Severe acute respiratory syndrome coronavirus 2 (SARS-CoV-2) is the causative agent for the
COVID-19 pandemic, which generated more than 1.82 million deaths in 2020 alone, in addition to 83.8 million
infections. Currently, there is no
antiviral medication to treat
COVID-19. In the search for
drug leads, marine-derived metabolites are reported here as prospective SARS-CoV-2 inhibitors. Two hundred and twenty-seven
terpene natural products isolated from the biodiverse Red-Sea ecosystem were screened for inhibitor activity against the
SARS-CoV-2 main protease (Mpro) using molecular docking and molecular dynamics (MD) simulations combined with molecular mechanics/generalized Born surface area binding energy calculations. On the basis of in silico analyses, six
terpenes demonstrated high potency as Mpro inhibitors with ΔGbinding ≤ -40.0 kcal/mol. The stability and binding affinity of the most potent metabolite, erylosides B, were compared to the human immunodeficiency virus
protease inhibitor,
lopinavir.
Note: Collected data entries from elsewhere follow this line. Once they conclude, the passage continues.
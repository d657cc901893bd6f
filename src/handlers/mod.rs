// handlers/mod.rs - one sub-module per resource under /api/v1
//
// auth      POST /auth/email, /auth/token           (public)
// users     /users, /users/me, /users/:username     (admin, owner)
// terms     /categories, /genres                    (catalog)
// titles    /titles, /titles/:title_id              (catalog)
// reviews   /titles/:title_id/reviews[/:review_id]  (discussion)
// comments  .../reviews/:review_id/comments[/:id]   (discussion)

pub mod auth;
pub mod comments;
pub mod reviews;
pub mod terms;
pub mod titles;
pub mod users;

use axum::{
    async_trait,
    extract::{rejection::JsonRejection, FromRequest, Request},
    http::Uri,
    Json,
};
use serde::{de::DeserializeOwned, Deserialize, Deserializer};
use std::borrow::Cow;
use std::convert::Infallible;
use validator::{Validate, ValidationError};

use crate::error::ApiError;

/// JSON body whose parse and `validator` outcome is held until the handler
/// has run its access checks, so denied callers never see field errors
#[derive(Debug)]
pub struct JsonBody<T>(Result<T, ApiError>);

impl<T: Validate> JsonBody<T> {
    pub fn validated(self) -> Result<T, ApiError> {
        let value = self.0?;
        value.validate()?;
        Ok(value)
    }
}

#[async_trait]
impl<S, T> FromRequest<S> for JsonBody<T>
where
    S: Send + Sync,
    T: DeserializeOwned,
{
    type Rejection = Infallible;

    async fn from_request(req: Request, state: &S) -> Result<Self, Self::Rejection> {
        let parsed = Json::<T>::from_request(req, state)
            .await
            .map(|Json(value)| value)
            .map_err(|rejection: JsonRejection| ApiError::bad_request(rejection.body_text()));
        Ok(JsonBody(parsed))
    }
}

/// Path plus query of the request, used to build page links
pub(crate) fn request_uri(uri: &Uri) -> &str {
    uri.path_and_query().map(|pq| pq.as_str()).unwrap_or_else(|| uri.path())
}

/// Distinguish an explicit `null` (`Some(None)`) from an absent field (`None`)
pub(crate) fn double_option<'de, T, D>(deserializer: D) -> Result<Option<Option<T>>, D::Error>
where
    T: Deserialize<'de>,
    D: Deserializer<'de>,
{
    Option::<T>::deserialize(deserializer).map(Some)
}

fn invalid(code: &'static str, message: &'static str) -> ValidationError {
    let mut error = ValidationError::new(code);
    error.message = Some(Cow::Borrowed(message));
    error
}

/// Slugs are limited to letters, digits, `-` and `_`
pub(crate) fn validate_slug(slug: &str) -> Result<(), ValidationError> {
    if !slug.is_empty() && slug.chars().all(|c| c.is_ascii_alphanumeric() || c == '-' || c == '_') {
        Ok(())
    } else {
        Err(invalid("slug", "Slug may contain only letters, digits, hyphens and underscores"))
    }
}

/// Usernames use word characters plus `.@+-`; `me` is reserved for the own-profile route
pub(crate) fn validate_username(username: &str) -> Result<(), ValidationError> {
    if username == "me" {
        return Err(invalid("username", "Username 'me' is reserved"));
    }
    if !username.is_empty()
        && username
            .chars()
            .all(|c| c.is_alphanumeric() || matches!(c, '_' | '.' | '@' | '+' | '-'))
    {
        Ok(())
    } else {
        Err(invalid("username", "Username may contain only letters, digits and . @ + - _"))
    }
}
mod memory_store;

pub use memory_store::MemoryStore;

use axum::body::Body;
use axum::http::{header, Method, Request, StatusCode};
use axum::Router;
use serde_json::Value;
use std::sync::Arc;
use tower::ServiceExt;

use crate::auth::{self, Claims};
use crate::database::models::{Role, User};
use crate::{app, AppState};

/// Rows the router tests need before they can exercise an endpoint
pub mod fixtures {
    use std::sync::Arc;

    use super::MemoryStore;
    use crate::database::models::{NewTerm, NewTitle, NewUser, Role, Term, TermKind, Title, User};
    use crate::database::Store;

    pub async fn user(store: &Arc<MemoryStore>, username: &str, role: Role) -> User {
        store
            .create_user(NewUser {
                email: format!("{}@example.com", username),
                username: username.to_string(),
                role,
                ..Default::default()
            })
            .await
            .expect("fixture user")
    }

    pub async fn title(store: &Arc<MemoryStore>, name: &str) -> Title {
        store
            .create_title(NewTitle {
                name: name.to_string(),
                year: 1979,
                ..Default::default()
            })
            .await
            .expect("fixture title")
    }

    pub async fn term(store: &Arc<MemoryStore>, kind: TermKind, name: &str, slug: &str) -> Term {
        store
            .create_term(kind, NewTerm { name: name.to_string(), slug: slug.to_string() })
            .await
            .expect("fixture term")
    }
}

/// Router over a fresh in-memory store, driven with `oneshot`
pub struct TestContext {
    pub store: Arc<MemoryStore>,
    router: Router,
}

impl TestContext {
    pub fn new() -> Self {
        let store = Arc::new(MemoryStore::new());
        let router = app(AppState::new(store.clone()));
        Self { store, router }
    }

    /// Create a user and return it together with a bearer token
    pub async fn login(&self, username: &str, role: Role) -> (User, String) {
        let user = fixtures::user(&self.store, username, role).await;
        let token = auth::generate_jwt(&Claims::for_user(&user)).expect("fixture token");
        (user, token)
    }

    pub async fn get(&self, uri: &str, token: Option<&str>) -> (StatusCode, Value) {
        self.send(Method::GET, uri, token, None).await
    }

    pub async fn post(&self, uri: &str, token: Option<&str>, body: Value) -> (StatusCode, Value) {
        self.send(Method::POST, uri, token, Some(body)).await
    }

    pub async fn patch(&self, uri: &str, token: Option<&str>, body: Value) -> (StatusCode, Value) {
        self.send(Method::PATCH, uri, token, Some(body)).await
    }

    pub async fn delete(&self, uri: &str, token: Option<&str>) -> (StatusCode, Value) {
        self.send(Method::DELETE, uri, token, None).await
    }

    pub async fn send(&self, method: Method, uri: &str, token: Option<&str>, body: Option<Value>) -> (StatusCode, Value) {
        let mut request = Request::builder().method(method).uri(uri);
        if let Some(token) = token {
            request = request.header(header::AUTHORIZATION, format!("Bearer {}", token));
        }
        let body = match body {
            Some(json) => {
                request = request.header(header::CONTENT_TYPE, "application/json");
                Body::from(json.to_string())
            }
            None => Body::empty(),
        };

        let response = self
            .router
            .clone()
            .oneshot(request.body(body).expect("request"))
            .await
            .expect("router response");

        let status = response.status();
        let bytes = axum::body::to_bytes(response.into_body(), usize::MAX)
            .await
            .expect("response body");
        let json = if bytes.is_empty() {
            Value::Null
        } else {
            serde_json::from_slice(&bytes).expect("json body")
        };
        (status, json)
    }
}
pub mod collection;
pub mod record;

pub use collection::get as titles_get;
pub use collection::post as titles_post;
pub use record::delete as title_delete;
pub use record::get as title_get;
pub use record::patch as title_patch;

use chrono::{Datelike, Utc};
use serde::Deserialize;
use validator::Validate;

use crate::database::models::TitleFilter;
use crate::error::ApiError;
use crate::filter::{FilterError, PageRequest};
use crate::handlers::double_option;

/// Query string of the title listing: pagination plus filters
#[derive(Debug, Default, Deserialize)]
pub struct TitleQuery {
    pub limit: Option<i64>,
    pub offset: Option<i64>,
    /// Category slug
    pub category: Option<String>,
    /// Genre slug
    pub genre: Option<String>,
    /// Case-insensitive substring of the name
    pub name: Option<String>,
    pub year: Option<i32>,
}

impl TitleQuery {
    pub fn page_request(&self) -> Result<PageRequest, FilterError> {
        PageRequest::new(self.limit, self.offset)
    }

    pub fn filter(&self) -> TitleFilter {
        let non_blank = |v: &Option<String>| v.as_deref().map(str::trim).filter(|s| !s.is_empty()).map(String::from);
        TitleFilter {
            category: non_blank(&self.category),
            genre: non_blank(&self.genre),
            name: non_blank(&self.name),
            year: self.year,
        }
    }
}

#[derive(Debug, Deserialize, Validate)]
pub struct CreateTitle {
    #[validate(length(min = 1, max = 200, message = "Name must be between 1 and 200 characters"))]
    pub name: String,
    #[serde(default)]
    pub year: i32,
    #[serde(default)]
    pub description: String,
    /// Category slug
    pub category: Option<String>,
    /// Genre slugs
    #[serde(default)]
    pub genre: Vec<String>,
}

#[derive(Debug, Deserialize, Validate)]
pub struct UpdateTitle {
    #[validate(length(min = 1, max = 200, message = "Name must be between 1 and 200 characters"))]
    pub name: Option<String>,
    pub year: Option<i32>,
    pub description: Option<String>,
    /// `null` clears the category
    #[serde(default, deserialize_with = "double_option")]
    pub category: Option<Option<String>>,
    pub genre: Option<Vec<String>>,
}

/// Release year may not lie in the future
pub(crate) fn check_year(year: i32) -> Result<(), ApiError> {
    let current = Utc::now().year();
    if year > current {
        return Err(ApiError::field("year", format!("Year cannot be later than {}", current)));
    }
    Ok(())
}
Erylosides B showed greater binding affinity towards SARS-CoV-2 Mpro than
lopinavir over 100 ns with ΔGbinding values of -51.9 vs. -33.6 kcal/mol, respectively.
Protein-
protein interactions indicate that erylosides B biochemical signaling shares gene components that mediate
severe acute respiratory syndrome diseases, including the
cytokine- and immune-signaling components BCL2L1,
IL2, and PRKC. Pathway enrichment analysis and Boolean network modeling were performed towards a deep dissection and mining of the erylosides B target-function interactions. The current study identifies erylosides B as a promising anti-COVID-19
drug lead that warrants further in vitro and in vivo testing.